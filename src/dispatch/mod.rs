//! Readiness multiplexing: conditions and the wait set.
//!
//! ## Contents
//! - [`Condition`], [`ReadCondition`] — per-stream readiness plus the
//!   drain-and-handle step
//! - [`WaitSet`] — blocks on all attached conditions at once, dispatches the
//!   ready ones
//!
//! See `subscriber.rs` for the loop that drives a wait set to termination.

mod condition;
mod waitset;

pub use condition::{Condition, Handler, ReadCondition};
pub use waitset::WaitSet;
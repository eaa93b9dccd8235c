//! # Fortune pub/sub demo.
//!
//! Runs the producer and the subscriber over one loopback broker: the
//! producer publishes `--samples` fortunes and byte frames at the 3-second
//! cadence, the subscriber multiplexes both streams through the wait set and
//! prints every sample until it has seen `--samples` of them.
//!
//! ## Run
//! ```bash
//! cargo run --example pubsub -- --samples 5 --verbosity info
//! ```
//!
//! Ctrl-C (or SIGTERM/SIGQUIT) stops both loops within one pacing interval.

use tokio_util::sync::CancellationToken;

use fortunecast::{
    cancel_on_signal, parse_args, Broker, FortuneStore, Producer, Subscriber, Verbosity, USAGE,
};

#[tokio::main(flavor = "current_thread")]
async fn main() -> anyhow::Result<()> {
    let args = match parse_args(std::env::args().skip(1)) {
        Ok(args) => args,
        Err(err) => {
            eprintln!("{err}");
            eprintln!("{USAGE}");
            std::process::exit(1);
        }
    };
    if args.help {
        println!("{USAGE}");
        return Ok(());
    }

    let cfg = args.config;
    let store = match &args.fortunes {
        Some(path) => FortuneStore::load(path),
        None => FortuneStore::load("fortunes"),
    };
    if cfg.verbosity >= Verbosity::Info {
        eprintln!("fortune store holds {} entries", store.len());
    }

    let broker = Broker::new(cfg.domain_id);
    let token = CancellationToken::new();
    cancel_on_signal(token.clone());

    // Readers must attach before the first publish.
    let subscriber = Subscriber::new(&broker, &cfg)?;
    let tally = subscriber.tally();
    let producer = Producer::new(&broker, &cfg, store)?;

    let receiving = tokio::spawn(subscriber.run(token.clone()));
    let written = producer.run(token.clone()).await?;
    if cfg.verbosity >= Verbosity::Info {
        eprintln!("producer finished after {written} publish cycles");
    }

    let received = receiving.await?;
    if cfg.verbosity >= Verbosity::Info {
        eprintln!(
            "subscriber finished with {received} samples ({} state changes)",
            tally.state_changes()
        );
    }
    Ok(())
}
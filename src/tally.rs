//! # Shared sample tally: the cross-handler counter and its guard.
//!
//! [`SampleTally`] is the one piece of mutable state shared by the stream
//! handlers. A single mutex scopes every read-modify-write of the counters
//! *and* every formatted-output emission a handler performs, so output lines
//! never interleave and increments are never lost even if the handlers run
//! concurrently.
//!
//! ## Rules
//! - Counters only increase.
//! - The output closure runs inside the critical section; keep it cheap
//!   (formatting can be done by the caller beforehand).
//! - The lock is released on every exit path, including a panicking emit
//!   closure; a poisoned lock is recovered rather than propagated, since the
//!   counters cannot be left mid-update.

use std::sync::{Mutex, PoisonError};

#[derive(Debug, Default, Clone, Copy)]
struct Counts {
    samples: u64,
    state_changes: u64,
}

/// Monotonic tally of received samples, guarded by one mutex.
#[derive(Debug, Default)]
pub struct SampleTally {
    counts: Mutex<Counts>,
}

impl SampleTally {
    /// Creates a tally at zero.
    pub fn new() -> Self {
        Self::default()
    }

    /// Records one valid sample: runs `emit` and increments the sample count
    /// inside the critical section. Returns the new count.
    pub fn record(&self, emit: impl FnOnce()) -> u64 {
        let mut counts = self.lock();
        emit();
        counts.samples += 1;
        counts.samples
    }

    /// Records one lifecycle change: runs `emit` and increments the
    /// state-change count inside the critical section. The sample count is
    /// untouched.
    pub fn observe(&self, emit: impl FnOnce()) -> u64 {
        let mut counts = self.lock();
        emit();
        counts.state_changes += 1;
        counts.state_changes
    }

    /// Valid samples recorded so far.
    pub fn count(&self) -> u64 {
        self.lock().samples
    }

    /// Lifecycle changes observed so far.
    pub fn state_changes(&self) -> u64 {
        self.lock().state_changes
    }

    fn lock(&self) -> std::sync::MutexGuard<'_, Counts> {
        self.counts.lock().unwrap_or_else(PoisonError::into_inner)
    }
}
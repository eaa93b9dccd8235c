//! # Read conditions: readiness + handler for one stream.
//!
//! A [`ReadCondition`] binds one [`Reader`] to one handler. Attached to a
//! [`WaitSet`](crate::dispatch::WaitSet), it contributes a readiness future
//! (`armed`) the set can block on, and a synchronous `dispatch` step that
//! drains everything currently available for the stream and runs the handler
//! once over the drained batch.
//!
//! ## Rules
//! - Readiness is **level-triggered**: `dispatch` drains the pre-read sample
//!   *and* everything `take_available` returns, not just one item. Partial
//!   drains could leave the stream's readiness permanently satisfied and
//!   starve the other conditions' turn.
//! - The handler runs to completion on the dispatch call; it is never invoked
//!   for an empty batch.
//! - Batch order is delivery order for the stream.

use std::collections::VecDeque;

use async_trait::async_trait;

use crate::broker::{Reader, Sample};

/// Object-safe surface the wait set drives.
///
/// One implementation per stream kind; the wait set owns conditions as
/// `Box<dyn Condition>`, which is what lets it multiplex streams of different
/// payload types behind one blocking call.
#[async_trait]
pub trait Condition: Send {
    /// Resolves once at least one sample is buffered for this condition.
    ///
    /// Must be cancel-safe: the wait set races all conditions and drops the
    /// losing futures. A condition whose stream can produce nothing more must
    /// pend forever instead of resolving, so it never wins the race again.
    async fn armed(&mut self);

    /// Drains all currently available samples and runs the handler once.
    ///
    /// Returns the number of samples handed to the handler; zero means the
    /// handler was not invoked.
    fn dispatch(&mut self) -> usize;
}

/// Handler invoked with each drained batch.
pub type Handler<T> = Box<dyn FnMut(Vec<Sample<T>>) + Send>;

/// Binds one reader to one handler.
pub struct ReadCondition<T> {
    reader: Reader<T>,
    /// Samples consumed while arming, awaiting the next dispatch.
    pending: VecDeque<Sample<T>>,
    handler: Handler<T>,
}

impl<T: Clone + Send + 'static> ReadCondition<T> {
    /// Creates a condition over `reader` that feeds `handler`.
    pub fn new(reader: Reader<T>, handler: impl FnMut(Vec<Sample<T>>) + Send + 'static) -> Self {
        Self {
            reader,
            pending: VecDeque::new(),
            handler: Box::new(handler),
        }
    }

    /// Topic of the underlying reader.
    pub fn topic(&self) -> &str {
        self.reader.topic()
    }
}

#[async_trait]
impl<T: Clone + Send + 'static> Condition for ReadCondition<T> {
    async fn armed(&mut self) {
        if !self.pending.is_empty() {
            return;
        }
        match self.reader.recv().await {
            Some(sample) => self.pending.push_back(sample),
            // Stream can produce nothing more; never win the race again.
            None => futures::future::pending::<()>().await,
        }
    }

    fn dispatch(&mut self) -> usize {
        let mut batch: Vec<Sample<T>> = self.pending.drain(..).collect();
        batch.extend(self.reader.take_available());
        let delivered = batch.len();
        if delivered > 0 {
            (self.handler)(batch);
        }
        delivered
    }
}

*Task brief*
Transcribe the data above in full, exactly as it appears.

*Task result*
filename src/dispatch/mod.rs
//! Readiness multiplexing: conditions and the wait set.
//!
//! ## Contents
//! - [`Condition`], [`ReadCondition`] — per-stream readiness plus the
//!   drain-and-handle step
//! - [`WaitSet`] — blocks on all attached conditions at once, dispatches the
//!   ready ones
//!
//! See `subscriber.rs` for the loop that drives a wait set to termination.

mod condition;
mod waitset;

pub use condition::{Condition, Handler, ReadCondition};
pub use waitset::WaitSet;
repository eaa93b9dccd8235c
//! # Fortune pub/sub demo.
//!
//! Runs the producer and the subscriber over one loopback broker: the
//! producer publishes `--samples` fortunes and byte frames at the 3-second
//! cadence, the subscriber multiplexes both streams through the wait set and
//! prints every sample until it has seen `--samples` of them.
//!
//! ## Run
//! ```bash
//! cargo run --example pubsub -- --samples 5 --verbosity info
//! ```
//!
//! Ctrl-C (or SIGTERM/SIGQUIT) stops both loops within one pacing interval.

use tokio_util::sync::CancellationToken;

use fortunecast::{
    cancel_on_signal, parse_args, Broker, FortuneStore, Producer, Subscriber, Verbosity, USAGE,
};

#[tokio::main(flavor = "current_thread")]
async fn main() -> anyhow::Result<()> {
    let args = match parse_args(std::env::args().skip(1)) {
        Ok(args) => args,
        Err(err) => {
            eprintln!("{err}");
            eprintln!("{USAGE}");
            std::process::exit(1);
        }
    };
    if args.help {
        println!("{USAGE}");
        return Ok(());
    }

    let cfg = args.config;
    let store = match &args.fortunes {
        Some(path) => FortuneStore::load(path),
        None => FortuneStore::load("fortunes"),
    };
    if cfg.verbosity >= Verbosity::Info {
        eprintln!("fortune store holds {} entries", store.len());
    }

    let broker = Broker::new(cfg.domain_id);
    let token = CancellationToken::new();
    cancel_on_signal(token.clone());

    // Readers must attach before the first publish.
    let subscriber = Subscriber::new(&broker, &cfg)?;
    let tally = subscriber.tally();
    let producer = Producer::new(&broker, &cfg, store)?;

    let receiving = tokio::spawn(subscriber.run(token.clone()));
    let written = producer.run(token.clone()).await?;
    if cfg.verbosity >= Verbosity::Info {
        eprintln!("producer finished after {written} publish cycles");
    }

    let received = receiving.await?;
    if cfg.verbosity >= Verbosity::Info {
        eprintln!(
            "subscriber finished with {received} samples ({} state changes)",
            tally.state_changes()
        );
    }
    Ok(())
}
filename src/tally.rs
//! # Shared sample tally: the cross-handler counter and its guard.
//!
//! [`SampleTally`] is the one piece of mutable state shared by the stream
//! handlers. A single mutex scopes every read-modify-write of the counters
//! *and* every formatted-output emission a handler performs, so output lines
//! never interleave and increments are never lost even if the handlers run
//! concurrently.
//!
//! ## Rules
//! - Counters only increase.
//! - The output closure runs inside the critical section; keep it cheap
//!   (formatting can be done by the caller beforehand).
//! - The lock is released on every exit path, including a panicking emit
//!   closure; a poisoned lock is recovered rather than propagated, since the
//!   counters cannot be left mid-update.

use std::sync::{Mutex, PoisonError};

#[derive(Debug, Default, Clone, Copy)]
struct Counts {
    samples: u64,
    state_changes: u64,
}

/// Monotonic tally of received samples, guarded by one mutex.
#[derive(Debug, Default)]
pub struct SampleTally {
    counts: Mutex<Counts>,
}

impl SampleTally {
    /// Creates a tally at zero.
    pub fn new() -> Self {
        Self::default()
    }

    /// Records one valid sample: runs `emit` and increments the sample count
    /// inside the critical section. Returns the new count.
    pub fn record(&self, emit: impl FnOnce()) -> u64 {
        let mut counts = self.lock();
        emit();
        counts.samples += 1;
        counts.samples
    }

    /// Records one lifecycle change: runs `emit` and increments the
    /// state-change count inside the critical section. The sample count is
    /// untouched.
    pub fn observe(&self, emit: impl FnOnce()) -> u64 {
        let mut counts = self.lock();
        emit();
        counts.state_changes += 1;
        counts.state_changes
    }

    /// Valid samples recorded so far.
    pub fn count(&self) -> u64 {
        self.lock().samples
    }

    /// Lifecycle changes observed so far.
    pub fn state_changes(&self) -> u64 {
        self.lock().state_changes
    }

    fn lock(&self) -> std::sync::MutexGuard<'_, Counts> {
        self.counts.lock().unwrap_or_else(PoisonError::into_inner)
    }
}
repository eaa93b9dccd8235c
//! # Read conditions: readiness + handler for one stream.
//!
//! A [`ReadCondition`] binds one [`Reader`] to one handler. Attached to a
//! [`WaitSet`](crate::dispatch::WaitSet), it contributes a readiness future
//! (`armed`) the set can block on, and a synchronous `dispatch` step that
//! drains everything currently available for the stream and runs the handler
//! once over the drained batch.
//!
//! ## Rules
//! - Readiness is **level-triggered**: `dispatch` drains the pre-read sample
//!   *and* everything `take_available` returns, not just one item. Partial
//!   drains could leave the stream's readiness permanently satisfied and
//!   starve the other conditions' turn.
//! - The handler runs to completion on the dispatch call; it is never invoked
//!   for an empty batch.
//! - Batch order is delivery order for the stream.

use std::collections::VecDeque;

use async_trait::async_trait;

use crate::broker::{Reader, Sample};

/// Object-safe surface the wait set drives.
///
/// One implementation per stream kind; the wait set owns conditions as
/// `Box<dyn Condition>`, which is what lets it multiplex streams of different
/// payload types behind one blocking call.
#[async_trait]
pub trait Condition: Send {
    /// Resolves once at least one sample is buffered for this condition.
    ///
    /// Must be cancel-safe: the wait set races all conditions and drops the
    /// losing futures. A condition whose stream can produce nothing more must
    /// pend forever instead of resolving, so it never wins the race again.
    async fn armed(&mut self);

    /// Drains all currently available samples and runs the handler once.
    ///
    /// Returns the number of samples handed to the handler; zero means the
    /// handler was not invoked.
    fn dispatch(&mut self) -> usize;
}

/// Handler invoked with each drained batch.
pub type Handler<T> = Box<dyn FnMut(Vec<Sample<T>>) + Send>;

/// Binds one reader to one handler.
pub struct ReadCondition<T> {
    reader: Reader<T>,
    /// Samples consumed while arming, awaiting the next dispatch.
    pending: VecDeque<Sample<T>>,
    handler: Handler<T>,
}

impl<T: Clone + Send + 'static> ReadCondition<T> {
    /// Creates a condition over `reader` that feeds `handler`.
    pub fn new(reader: Reader<T>, handler: impl FnMut(Vec<Sample<T>>) + Send + 'static) -> Self {
        Self {
            reader,
            pending: VecDeque::new(),
            handler: Box::new(handler),
        }
    }

    /// Topic of the underlying reader.
    pub fn topic(&self) -> &str {
        self.reader.topic()
    }
}

#[async_trait]
impl<T: Clone + Send + 'static> Condition for ReadCondition<T> {
    async fn armed(&mut self) {
        if !self.pending.is_empty() {
            return;
        }
        match self.reader.recv().await {
            Some(sample) => self.pending.push_back(sample),
            // Stream can produce nothing more; never win the race again.
            None => futures::future::pending::<()>().await,
        }
    }

    fn dispatch(&mut self) -> usize {
        let mut batch: Vec<Sample<T>> = self.pending.drain(..).collect();
        batch.extend(self.reader.take_available());
        let delivered = batch.len();
        if delivered > 0 {
            (self.handler)(batch);
        }
        delivered
    }
}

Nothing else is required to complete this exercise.